- [SUPPLIED ENTRIES]
impl InMemoryConnection {
    fn check_fault(&self, point: FaultPoint) -> Result<()> {
        let kind = self
            .shared
            .faults
            .lock()
            .ok()
            .and_then(|faults| faults.get(&point).copied());
        match kind {
            Some(kind) => Err(kind.error(point)),
            None => Ok(()),
        }
    }

    async fn write(&mut self, mutation: Mutation) -> Result<u64> {
        match self.staged.as_mut() {
            Some(staged) => {
                let touched = staged.view.apply(&mutation)?;
                staged.journal.push(mutation);
                Ok(touched)
            }
            None => self.shared.tables.write().await.apply(&mutation),
        }
    }

    async fn read<T>(&self, f: impl FnOnce(&Tables) -> T) -> T {
        match &self.staged {
            Some(staged) => f(&staged.view),
            None => f(&*self.shared.tables.read().await),
        }
    }
}

#[async_trait]
impl Transactional for InMemoryConnection {
    async fn begin(&mut self) -> Result<()> {
        if self.staged.is_some() {
            return Err(StoreError::TransactionAlreadyOpen);
        }
        let view = self.shared.tables.read().await.clone();
        self.staged = Some(Staged {
            view,
            journal: Vec::new(),
        });
        Ok(())
    }

    async fn commit(&mut self) -> Result<()> {
        let staged = self.staged.take().ok_or(StoreError::NoTransaction)?;
        self.check_fault(FaultPoint::Commit)?;

        let mut tables = self.shared.tables.write().await;
        let mut next = tables.clone();
        for mutation in &staged.journal {
            next.apply(mutation)?;
        }
        *tables = next;
        Ok(())
    }

    async fn rollback(&mut self) -> Result<()> {
        self.staged
            .take()
            .map(|_| ())
            .ok_or(StoreError::NoTransaction)
    }

    fn abort(&mut self) {
        self.staged = None;
    }

    fn in_transaction(&self) -> bool {
        self.staged.is_some()
    }
}

#[async_trait]
impl ProductRepository for InMemoryConnection {
    async fn product_by_id(&mut self, id: AggregateId) -> Result<Option<Product>> {
        self.check_fault(FaultPoint::ProductById)?;
        Ok(self
            .read(|t| t.products.iter().find(|p| p.id == id).cloned())
            .await)
    }

    async fn product_by_sku(&mut self, sku: &str) -> Result<Option<Product>> {
        Ok(self
            .read(|t| t.products.iter().find(|p| p.sku == sku).cloned())
            .await)
    }

    async fn product_by_slug(&mut self, slug: &str) -> Result<Option<Product>> {
        Ok(self
            .read(|t| t.products.iter().find(|p| p.slug == slug).cloned())
            .await)
    }

    async fn insert_product(&mut self, product: &Product) -> Result<()> {
        self.check_fault(FaultPoint::InsertProduct)?;
        self.write(Mutation::InsertProduct(product.clone())).await?;
        Ok(())
    }

    async fn update_product(&mut self, product: &Product) -> Result<bool> {
        self.check_fault(FaultPoint::UpdateProduct)?;
        let touched = self.write(Mutation::UpdateProduct(product.clone())).await?;
        Ok(touched > 0)
    }

    async fn delete_product(&mut self, id: AggregateId) -> Result<bool> {
        let touched = self.write(Mutation::DeleteProduct(id)).await?;
        Ok(touched > 0)
    }
}

#[async_trait]
impl ProductChildRepository for InMemoryConnection {
    async fn images_for_product(
        &mut self,
        product_id: AggregateId,
    ) -> Result<Vec<ProductImage>> {
        let mut images: Vec<ProductImage> = self
            .read(|t| {
                t.images
                    .iter()
                    .filter(|i| i.product_id == product_id)
                    .cloned()
                    .collect()
            })
            .await;
        images.sort_by_key(|i| i.sort_order);
        Ok(images)
    }

    async fn variants_for_product(
        &mut self,
        product_id: AggregateId,
    ) -> Result<Vec<ProductVariant>> {
        Ok(self
            .read(|t| {
                t.variants
                    .iter()
                    .filter(|v| v.product_id == product_id)
                    .cloned()
                    .collect()
            })
            .await)
    }

    async fn attribute_values_for_product(
        &mut self,
        product_id: AggregateId,
    ) -> Result<Vec<ProductAttributeValue>> {
        Ok(self
            .read(|t| {
                t.attribute_values
                    .iter()
                    .filter(|a| a.product_id == product_id)
                    .cloned()
                    .collect()
            })
            .await)
    }

    async fn tags_for_product(&mut self, product_id: AggregateId) -> Result<Vec<ProductTag>> {
        Ok(self
            .read(|t| {
                t.tags
                    .iter()
                    .filter(|tag| tag.product_id == product_id)
                    .cloned()
                    .collect()
            })
            .await)
    }

    async fn variant_by_id(&mut self, id: RecordId) -> Result<Option<ProductVariant>> {
        Ok(self
            .read(|t| t.variants.iter().find(|v| v.id == id).cloned())
            .await)
    }

    async fn variant_by_sku(&mut self, sku: &str) -> Result<Option<ProductVariant>> {
        Ok(self
            .read(|t| t.variants.iter().find(|v| v.sku == sku).cloned())
            .await)
    }

    async fn insert_image(&mut self, image: &ProductImage) -> Result<()> {
        self.check_fault(FaultPoint::InsertImage)?;
        self.write(Mutation::InsertImage(image.clone())).await?;
        Ok(())
    }

    async fn insert_variant(&mut self, variant: &ProductVariant) -> Result<()> {
        self.check_fault(FaultPoint::InsertVariant)?;
        self.write(Mutation::InsertVariant(variant.clone())).await?;
        Ok(())
    }

    async fn insert_attribute_value(&mut self, value: &ProductAttributeValue) -> Result<()> {
        self.check_fault(FaultPoint::InsertAttributeValue)?;
        self.write(Mutation::InsertAttributeValue(value.clone()))
            .await?;
        Ok(())
    }

    async fn insert_tag(&mut self, tag: &ProductTag) -> Result<()> {
        self.check_fault(FaultPoint::InsertTag)?;
        self.write(Mutation::InsertTag(tag.clone())).await?;
        Ok(())
    }

    async fn delete_children(&mut self, product_id: AggregateId, kind: ChildKind) -> Result<u64> {
        self.check_fault(FaultPoint::DeleteChildren)?;
        self.write(Mutation::DeleteChildren(product_id, kind)).await
    }
}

- [DIRECTIONS]
The entries above must be returned in full, exactly as shown.

- [RESPONSE BOX]
impl InMemoryConnection {
    fn check_fault(&self, point: FaultPoint) -> Result<()> {
        let kind = self
            .shared
            .faults
            .lock()
            .ok()
            .and_then(|faults| faults.get(&point).copied());
        match kind {
            Some(kind) => Err(kind.error(point)),
            None => Ok(()),
        }
    }

    async fn write(&mut self, mutation: Mutation) -> Result<u64> {
        match self.staged.as_mut() {
            Some(staged) => {
                let touched = staged.view.apply(&mutation)?;
                staged.journal.push(mutation);
                Ok(touched)
            }
            None => self.shared.tables.write().await.apply(&mutation),
        }
    }

    async fn read<T>(&self, f: impl FnOnce(&Tables) -> T) -> T {
        match &self.staged {
            Some(staged) => f(&staged.view),
            None => f(&*self.shared.tables.read().await),
        }
    }
}

#[async_trait]
impl Transactional for InMemoryConnection {
    async fn begin(&mut self) -> Result<()> {
        if self.staged.is_some() {
            return Err(StoreError::TransactionAlreadyOpen);
        }
        let view = self.shared.tables.read().await.clone();
        self.staged = Some(Staged {
            view,
            journal: Vec::new(),
        });
        Ok(())
    }

    async fn commit(&mut self) -> Result<()> {
        let staged = self.staged.take().ok_or(StoreError::NoTransaction)?;
        self.check_fault(FaultPoint::Commit)?;

        let mut tables = self.shared.tables.write().await;
        let mut next = tables.clone();
        for mutation in &staged.journal {
            next.apply(mutation)?;
        }
        *tables = next;
        Ok(())
    }

    async fn rollback(&mut self) -> Result<()> {
        self.staged
            .take()
            .map(|_| ())
            .ok_or(StoreError::NoTransaction)
    }

    fn abort(&mut self) {
        self.staged = None;
    }

    fn in_transaction(&self) -> bool {
        self.staged.is_some()
    }
}

#[async_trait]
impl ProductRepository for InMemoryConnection {
    async fn product_by_id(&mut self, id: AggregateId) -> Result<Option<Product>> {
        self.check_fault(FaultPoint::ProductById)?;
        Ok(self
            .read(|t| t.products.iter().find(|p| p.id == id).cloned())
            .await)
    }

    async fn product_by_sku(&mut self, sku: &str) -> Result<Option<Product>> {
        Ok(self
            .read(|t| t.products.iter().find(|p| p.sku == sku).cloned())
            .await)
    }

    async fn product_by_slug(&mut self, slug: &str) -> Result<Option<Product>> {
        Ok(self
            .read(|t| t.products.iter().find(|p| p.slug == slug).cloned())
            .await)
    }

    async fn insert_product(&mut self, product: &Product) -> Result<()> {
        self.check_fault(FaultPoint::InsertProduct)?;
        self.write(Mutation::InsertProduct(product.clone())).await?;
        Ok(())
    }

    async fn update_product(&mut self, product: &Product) -> Result<bool> {
        self.check_fault(FaultPoint::UpdateProduct)?;
        let touched = self.write(Mutation::UpdateProduct(product.clone())).await?;
        Ok(touched > 0)
    }

    async fn delete_product(&mut self, id: AggregateId) -> Result<bool> {
        let touched = self.write(Mutation::DeleteProduct(id)).await?;
        Ok(touched > 0)
    }
}

#[async_trait]
impl ProductChildRepository for InMemoryConnection {
    async fn images_for_product(
        &mut self,
        product_id: AggregateId,
    ) -> Result<Vec<ProductImage>> {
        let mut images: Vec<ProductImage> = self
            .read(|t| {
                t.images
                    .iter()
                    .filter(|i| i.product_id == product_id)
                    .cloned()
                    .collect()
            })
            .await;
        images.sort_by_key(|i| i.sort_order);
        Ok(images)
    }

    async fn variants_for_product(
        &mut self,
        product_id: AggregateId,
    ) -> Result<Vec<ProductVariant>> {
        Ok(self
            .read(|t| {
                t.variants
                    .iter()
                    .filter(|v| v.product_id == product_id)
                    .cloned()
                    .collect()
            })
            .await)
    }

    async fn attribute_values_for_product(
        &mut self,
        product_id: AggregateId,
    ) -> Result<Vec<ProductAttributeValue>> {
        Ok(self
            .read(|t| {
                t.attribute_values
                    .iter()
                    .filter(|a| a.product_id == product_id)
                    .cloned()
                    .collect()
            })
            .await)
    }

    async fn tags_for_product(&mut self, product_id: AggregateId) -> Result<Vec<ProductTag>> {
        Ok(self
            .read(|t| {
                t.tags
                    .iter()
                    .filter(|tag| tag.product_id == product_id)
                    .cloned()
                    .collect()
            })
            .await)
    }

    async fn variant_by_id(&mut self, id: RecordId) -> Result<Option<ProductVariant>> {
        Ok(self
            .read(|t| t.variants.iter().find(|v| v.id == id).cloned())
            .await)
    }

    async fn variant_by_sku(&mut self, sku: &str) -> Result<Option<ProductVariant>> {
        Ok(self
            .read(|t| t.variants.iter().find(|v| v.sku == sku).cloned())
            .await)
    }

    async fn insert_image(&mut self, image: &ProductImage) -> Result<()> {
        self.check_fault(FaultPoint::InsertImage)?;
        self.write(Mutation::InsertImage(image.clone())).await?;
        Ok(())
    }

    async fn insert_variant(&mut self, variant: &ProductVariant) -> Result<()> {
        self.check_fault(FaultPoint::InsertVariant)?;
        self.write(Mutation::InsertVariant(variant.clone())).await?;
        Ok(())
    }

    async fn insert_attribute_value(&mut self, value: &ProductAttributeValue) -> Result<()> {
        self.check_fault(FaultPoint::InsertAttributeValue)?;
        self.write(Mutation::InsertAttributeValue(value.clone()))
            .await?;
        Ok(())
    }

    async fn insert_tag(&mut self, tag: &ProductTag) -> Result<()> {
        self.check_fault(FaultPoint::InsertTag)?;
        self.write(Mutation::InsertTag(tag.clone())).await?;
        Ok(())
    }

    async fn delete_children(&mut self, product_id: AggregateId, kind: ChildKind) -> Result<u64> {
        self.check_fault(FaultPoint::DeleteChildren)?;
        self.write(Mutation::DeleteChildren(product_id, kind)).await
    }
}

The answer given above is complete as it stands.